We need, also, to free ourselves from the impression which history and its crystallizing nationalisms have laid upon us. The past history of every nation is a sorry story but it conditions our thinking. Great national thought-forms rule the activities of every nation and it is from these that we need liberation. This can be easily seen if we look at some of the leading nations and their characteristics. Take the United States. The Pilgrim Fathers have set their seal or stamp upon this country, but I am inclined to agree with a friend of mine who remarked that the real founders of America were the brave Pilgrim mothers because they man [146] aged to live with the Pilgrim fathers, for the United States is a feminine civilization. The Pilgrim Fathers must have been a very narrow, hard-boiled, superior set of men and most difficult to get on with, for they were always right.

The cautiousness, reticence and sense of superiority of the British is something from which they must release themselves, and the certainty of the French that the glory which is France and which made her a leader in the middle ages must again be restored for the good of Europe, has to be overcome. Every nation has its outstanding faults and of these the other nations are more conscious than of the virtues. The livingness of America is forgotten in the irritation evoked by our bombastic boasting. The inherent justice of the British is overlooked when the Britisher is seen refusing to explain himself. The brilliance of the French intellect is not emphasized by those who are aware of France's complete lack of any international consciousness. And today the U.S.A. with its youthful exuberance, its promising surety, and its juvenile ability to settle all problems, their own and the rest of the world, is working out that inheritance towards a future of wonder and usefulness and beauty unparalleled.
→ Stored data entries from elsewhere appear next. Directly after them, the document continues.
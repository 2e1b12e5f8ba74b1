//! Configuration loading, environment overrides, and TOML helpers.
//!
//! Configuration is a TOML file with four sections (`data`, `grid`,
//! `display`, `logging`). Every section is optional and every key has a
//! default, so an empty or missing file is a valid configuration.
//!
//! Resolution order for the file:
//! 1. Explicit path (`--config`)
//! 2. `COLLEGIUM_CONFIG` environment variable
//! 3. `<platform config dir>/collegium/config.toml`
//!
//! After the file is read, `COLLEGIUM_<SECTION>_<KEY>` environment
//! variables override individual keys (e.g. `COLLEGIUM_GRID_PAGE_SIZE=25`).
//!
//! # Example
//!
//! ```rust
//! use collegium_core::config::{CollegiumConfig, ConfigManager};
//!
//! let config = CollegiumConfig::load_with_env(Some("/nonexistent/config.toml"), |key| {
//!     (key == "COLLEGIUM_GRID_PAGE_SIZE").then(|| "25".to_string())
//! })
//! .unwrap();
//! assert_eq!(config.grid.page_size, 25);
//! assert_eq!(config.grid.latency_ms, 500);
//! ```

use std::path::PathBuf;
use std::time::Duration;

use serde::de::DeserializeOwned;
use serde::{Deserialize, Serialize};

use crate::currency::{CurrencyFormat, DEFAULT_SYMBOL, Grouping};
use crate::error::{Error, Result};

/// Records shown per page and per row-request block.
pub const DEFAULT_PAGE_SIZE: usize = 10;

/// Artificial latency applied to every row request.
pub const DEFAULT_LATENCY_MS: u64 = 500;

// ============================================================================
// ConfigManager
// ============================================================================

/// Shared behavior for TOML-backed configuration types.
///
/// Implementors provide a project name and, optionally, validation; file
/// resolution, env overrides and serialization come for free.
pub trait ConfigManager: Default + Serialize + DeserializeOwned {
    /// Project name used for the config directory and env prefix.
    fn project_name() -> &'static str;

    /// Dotted keys that may be overridden from the environment even though
    /// they are absent from the serialized defaults (optional keys).
    fn optional_keys() -> &'static [&'static str] {
        &[]
    }

    /// Check semantic constraints after loading.
    fn validate(&self) -> Result<()> {
        Ok(())
    }

    /// Environment variable prefix, e.g. `COLLEGIUM`.
    fn env_prefix() -> String {
        Self::project_name().to_uppercase().replace(['-', ' '], "_")
    }

    /// Default config file location for this platform.
    fn default_config_path() -> Option<PathBuf> {
        dirs::config_dir().map(|dir| dir.join(Self::project_name()).join("config.toml"))
    }

    /// Resolve the config file path using the process environment.
    fn resolve_config_path(explicit: Option<&str>) -> Option<PathBuf> {
        Self::resolve_config_path_with(explicit, |key| std::env::var(key).ok())
    }

    /// Resolve the config file path using the given env lookup.
    fn resolve_config_path_with<F>(explicit: Option<&str>, lookup: F) -> Option<PathBuf>
    where
        F: Fn(&str) -> Option<String>,
    {
        if let Some(path) = explicit {
            return Some(expand_path(path));
        }
        if let Some(path) = lookup(&format!("{}_CONFIG", Self::env_prefix())) {
            return Some(expand_path(&path));
        }
        Self::default_config_path()
    }

    /// Load configuration using the process environment.
    fn load(explicit: Option<&str>) -> Result<Self> {
        Self::load_with_env(explicit, |key| std::env::var(key).ok())
    }

    /// Load configuration, reading overrides through `lookup`.
    fn load_with_env<F>(explicit: Option<&str>, lookup: F) -> Result<Self>
    where
        F: Fn(&str) -> Option<String>,
    {
        let defaults = toml::Value::try_from(Self::default())
            .map_err(|e| Error::config(format!("Failed to serialize defaults: {e}")))?;

        let mut value = match Self::resolve_config_path_with(explicit, &lookup) {
            Some(path) if path.exists() => {
                log::debug!("Loading config from {}", path.display());
                let content =
                    std::fs::read_to_string(&path).map_err(|e| Error::io_with_path(e, &path))?;
                toml::from_str::<toml::Value>(&content).map_err(|e| {
                    Error::config(format!("Failed to parse {}: {e}", path.display()))
                })?
            }
            Some(path) => {
                log::debug!("No config at {}, using defaults", path.display());
                toml::Value::Table(toml::map::Map::new())
            }
            None => toml::Value::Table(toml::map::Map::new()),
        };

        let prefix = Self::env_prefix();
        let mut keys = flatten_keys(&defaults);
        keys.extend(Self::optional_keys().iter().map(|k| (*k).to_string()));
        for key in keys {
            let var = format!("{prefix}_{}", key.replace('.', "_").to_uppercase());
            if let Some(raw) = lookup(&var) {
                let typed = match get_nested_value(&defaults, &key) {
                    Some(template) => coerce_like(template, &raw).ok_or_else(|| {
                        Error::config(format!("{var}={raw} has the wrong type for '{key}'"))
                    })?,
                    None => toml::Value::String(raw),
                };
                log::debug!("Config override from {var}");
                set_nested_value(&mut value, &key, typed)?;
            }
        }

        let config: Self = value
            .try_into()
            .map_err(|e| Error::config(format!("Invalid configuration: {e}")))?;
        config.validate()?;
        Ok(config)
    }

    /// Serialize to a pretty TOML document.
    fn to_toml_string(&self) -> Result<String> {
        toml::to_string_pretty(self).map_err(|e| Error::config(e.to_string()))
    }

    /// Render every key as a `PREFIX_SECTION_KEY` environment variable.
    fn to_env_vars(&self) -> Result<Vec<(String, String)>> {
        let value = toml::Value::try_from(self).map_err(|e| Error::config(e.to_string()))?;
        let prefix = Self::env_prefix();
        Ok(flatten_keys(&value)
            .into_iter()
            .filter_map(|key| {
                let val = get_nested_value(&value, &key)?;
                let var = format!("{prefix}_{}", key.replace('.', "_").to_uppercase());
                Some((var, format_toml_value(val)))
            })
            .collect())
    }
}

// ============================================================================
// CollegiumConfig
// ============================================================================

/// Top-level configuration.
#[derive(Debug, Clone, Default, PartialEq, Serialize, Deserialize)]
#[serde(default)]
pub struct CollegiumConfig {
    /// Where records come from.
    pub data: DataConfig,
    /// Paging and row-request behavior.
    pub grid: GridConfig,
    /// Presentation options.
    pub display: DisplayConfig,
    /// Logging options.
    pub logging: LoggingConfig,
}

impl ConfigManager for CollegiumConfig {
    fn project_name() -> &'static str {
        "collegium"
    }

    fn optional_keys() -> &'static [&'static str] {
        &["logging.file"]
    }

    fn validate(&self) -> Result<()> {
        if self.data.source.trim().is_empty() {
            return Err(Error::config("data.source must not be empty"));
        }
        if self.grid.page_size == 0 {
            return Err(Error::config("grid.page_size must be at least 1"));
        }
        if self.grid.request_timeout_ms == 0 {
            return Err(Error::config("grid.request_timeout_ms must be greater than 0"));
        }
        if self.grid.latency_ms >= self.grid.request_timeout_ms {
            return Err(Error::config(format!(
                "grid.latency_ms ({}) must be below grid.request_timeout_ms ({})",
                self.grid.latency_ms, self.grid.request_timeout_ms
            )));
        }
        Ok(())
    }
}

/// `[data]` section.
#[derive(Debug, Clone, PartialEq, Serialize, Deserialize)]
#[serde(default)]
pub struct DataConfig {
    /// File path or http(s) URL of the JSON record array.
    pub source: String,
    /// Upper bound on the initial load.
    pub fetch_timeout_secs: u64,
}

impl Default for DataConfig {
    fn default() -> Self {
        Self {
            source: "colleges.json".to_string(),
            fetch_timeout_secs: 10,
        }
    }
}

impl DataConfig {
    /// Fetch timeout as a `Duration`.
    pub fn fetch_timeout(&self) -> Duration {
        Duration::from_secs(self.fetch_timeout_secs)
    }
}

/// `[grid]` section.
#[derive(Debug, Clone, PartialEq, Serialize, Deserialize)]
#[serde(default)]
pub struct GridConfig {
    /// Records per page and per row block.
    pub page_size: usize,
    /// Simulated round-trip latency for row requests.
    pub latency_ms: u64,
    /// Deadline for a single row request.
    pub request_timeout_ms: u64,
}

impl Default for GridConfig {
    fn default() -> Self {
        Self {
            page_size: DEFAULT_PAGE_SIZE,
            latency_ms: DEFAULT_LATENCY_MS,
            request_timeout_ms: 5000,
        }
    }
}

impl GridConfig {
    /// Row latency as a `Duration`.
    pub fn latency(&self) -> Duration {
        Duration::from_millis(self.latency_ms)
    }

    /// Row request deadline as a `Duration`.
    pub fn request_timeout(&self) -> Duration {
        Duration::from_millis(self.request_timeout_ms)
    }
}

/// `[display]` section.
#[derive(Debug, Clone, PartialEq, Serialize, Deserialize)]
#[serde(default)]
pub struct DisplayConfig {
    /// Prefix for fees and placement amounts.
    pub currency_symbol: String,
    /// Thousands separator convention.
    pub grouping: Grouping,
}

impl Default for DisplayConfig {
    fn default() -> Self {
        Self {
            currency_symbol: DEFAULT_SYMBOL.to_string(),
            grouping: Grouping::default(),
        }
    }
}

impl DisplayConfig {
    /// Build the currency formatter described by this section.
    pub fn currency_format(&self) -> CurrencyFormat {
        CurrencyFormat::new(self.currency_symbol.clone(), self.grouping)
    }
}

/// `[logging]` section.
#[derive(Debug, Clone, PartialEq, Serialize, Deserialize)]
#[serde(default)]
pub struct LoggingConfig {
    /// Default filter directive (`RUST_LOG` wins when set).
    pub level: String,
    /// Optional log file; the terminal UI only logs when this is set.
    #[serde(skip_serializing_if = "Option::is_none")]
    pub file: Option<String>,
}

impl Default for LoggingConfig {
    fn default() -> Self {
        Self {
            level: "info".to_string(),
            file: None,
        }
    }
}

impl LoggingConfig {
    /// Log file path with `~` expanded.
    pub fn file_path(&self) -> Option<PathBuf> {
        self.file.as_deref().map(expand_path)
    }
}

// ============================================================================
// TOML dotted-key helpers (public for reuse)
// ============================================================================

/// Expand `~` and `$VAR` references in a path string.
///
/// Unknown variables leave the path untouched.
pub fn expand_path(path: &str) -> PathBuf {
    match shellexpand::full(path) {
        Ok(expanded) => PathBuf::from(expanded.into_owned()),
        Err(_) => PathBuf::from(shellexpand::tilde(path).into_owned()),
    }
}

/// All dotted leaf keys of a TOML table, sorted by key within each table.
pub fn flatten_keys(value: &toml::Value) -> Vec<String> {
    fn walk(prefix: &str, value: &toml::Value, out: &mut Vec<String>) {
        match value.as_table() {
            Some(table) => {
                for (k, v) in table {
                    let key = if prefix.is_empty() {
                        k.clone()
                    } else {
                        format!("{prefix}.{k}")
                    };
                    walk(&key, v, out);
                }
            }
            None if !prefix.is_empty() => out.push(prefix.to_string()),
            None => {}
        }
    }
    let mut out = Vec::new();
    walk("", value, &mut out);
    out
}

/// Navigate a dotted key path in a TOML value tree.
pub fn get_nested_value<'a>(value: &'a toml::Value, key: &str) -> Option<&'a toml::Value> {
    let mut current = value;
    for part in key.split('.') {
        current = current.as_table()?.get(part)?;
    }
    Some(current)
}

/// Set a value at a dotted key path, creating intermediate tables as needed.
pub fn set_nested_value(root: &mut toml::Value, key: &str, value: toml::Value) -> Result<()> {
    let (parents, leaf) = match key.rsplit_once('.') {
        Some((parents, leaf)) => (Some(parents), leaf),
        None => (None, key),
    };
    if leaf.is_empty() {
        return Err(Error::config("Empty key path"));
    }

    let mut current = root;
    if let Some(parents) = parents {
        for part in parents.split('.') {
            let table = current
                .as_table_mut()
                .ok_or_else(|| Error::config("Cannot navigate into a non-table value"))?;
            current = table
                .entry(part.to_string())
                .or_insert(toml::Value::Table(toml::map::Map::new()));
        }
    }

    let table = current
        .as_table_mut()
        .ok_or_else(|| Error::config("Cannot set key on a non-table value"))?;
    table.insert(leaf.to_string(), value);
    Ok(())
}

/// Parse a string value into a TOML value, auto-detecting the type.
///
/// Priority: bool → integer → float → string.
pub fn parse_value(s: &str) -> toml::Value {
    if s == "true" {
        return toml::Value::Boolean(true);
    }
    if s == "false" {
        return toml::Value::Boolean(false);
    }
    if let Ok(i) = s.parse::<i64>() {
        return toml::Value::Integer(i);
    }
    if let Ok(f) = s.parse::<f64>() {
        return toml::Value::Float(f);
    }
    toml::Value::String(s.to_string())
}

/// Parse `raw` into the same TOML type as `template`.
pub fn coerce_like(template: &toml::Value, raw: &str) -> Option<toml::Value> {
    match template {
        toml::Value::String(_) => Some(toml::Value::String(raw.to_string())),
        toml::Value::Integer(_) => raw.trim().parse().ok().map(toml::Value::Integer),
        toml::Value::Float(_) => raw.trim().parse().ok().map(toml::Value::Float),
        toml::Value::Boolean(_) => raw.trim().parse().ok().map(toml::Value::Boolean),
        _ => None,
    }
}

/// Format a TOML value for display on stdout.
pub fn format_toml_value(value: &toml::Value) -> String {
    match value {
        toml::Value::String(s) => s.clone(),
        toml::Value::Integer(i) => i.to_string(),
        toml::Value::Float(f) => f.to_string(),
        toml::Value::Boolean(b) => b.to_string(),
        toml::Value::Datetime(dt) => dt.to_string(),
        toml::Value::Array(_) | toml::Value::Table(_) => {
            toml::to_string_pretty(value).unwrap_or_else(|_| format!("{value:?}"))
        }
    }
}

// ============================================================================
// Tests
// ============================================================================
The same criticisms and the same recognitions of virtue could be posited for all and every nation and it is the same with people. We all have outstanding faults which shriek so loud to the world that our equally outstanding virtues are forgotten. One of the things that troubled me when I started to write this autobiography was the fear that perhaps, unconsciously and without deliberate intent, I would make out a good case for myself. I have good points; I cannot be turned from my purpose; I really love people; I'm not a bit proud. I have a reputation of pride but I think it is largely due to posture. I walk very straight and hold my head high but so would you if (as a girl in [147] the school room) you'd had to do your lessons whilst holding three books on the top of your head and having a sprig of holly under your chin. I do not think I am a selfish person and I'm not greatly given to thinking of my health and I think I can truthfully say I'm not full of self pity. I am normally conservative and used to be very critical but I am not really critical any more because I have a knack of seeing why people are what they are; no matter what their faults it doesn't alter my attitude to them. I do not harbor resentments, perhaps largely because I'm too busy to be bothered, and because I do not like a festering point of poison in my mind. I'm sure I am irritable and I know I am difficult to live with because I drive myself and I drive everybody associated with me, but my outstanding fault and the one which has given me the most trouble throughout my life is fear.

I mention this most deliberately because I have discovered that when my friends and students find out that I've been the victim of fear all my life they are greatly relieved and helped. I have been afraid of failure, afraid of having faults, afraid of what people think of me, and afraid of the dark, and afraid of being looked up to by other people. I have never found it anything but a detriment to be put upon a pedestal and looked up to. I agree with the Chinese proverb which says that, "He who stands upon a pedestal has nowhere to step but off." I find the attitude of the average head of a group or occult teacher and many of the priests and clergy most irritating. They pose as if they were really the anointed of the Lord; as if they were different from other people and not just human beings trying, with simplicity, to help their fellowmen. As the result of my background and training I used to be very much afraid of what people said. I don't care now because I find that, right or wrong, you are always wrong with certain sections [148] of the public. Most of my fears are for other people - my husband and my children - but I have one personal fear to which I never give way but which is always with me, I am afraid of the dark at night if I'm alone in the house or apartment. I never knew what this fear was until I was working in the Quetta Soldiers Home. I have brought up my three girls not to be afraid of the dark, but I had an experience then which did something to me and, although I have never permitted it to affect my actions, I have had to fight it ever since.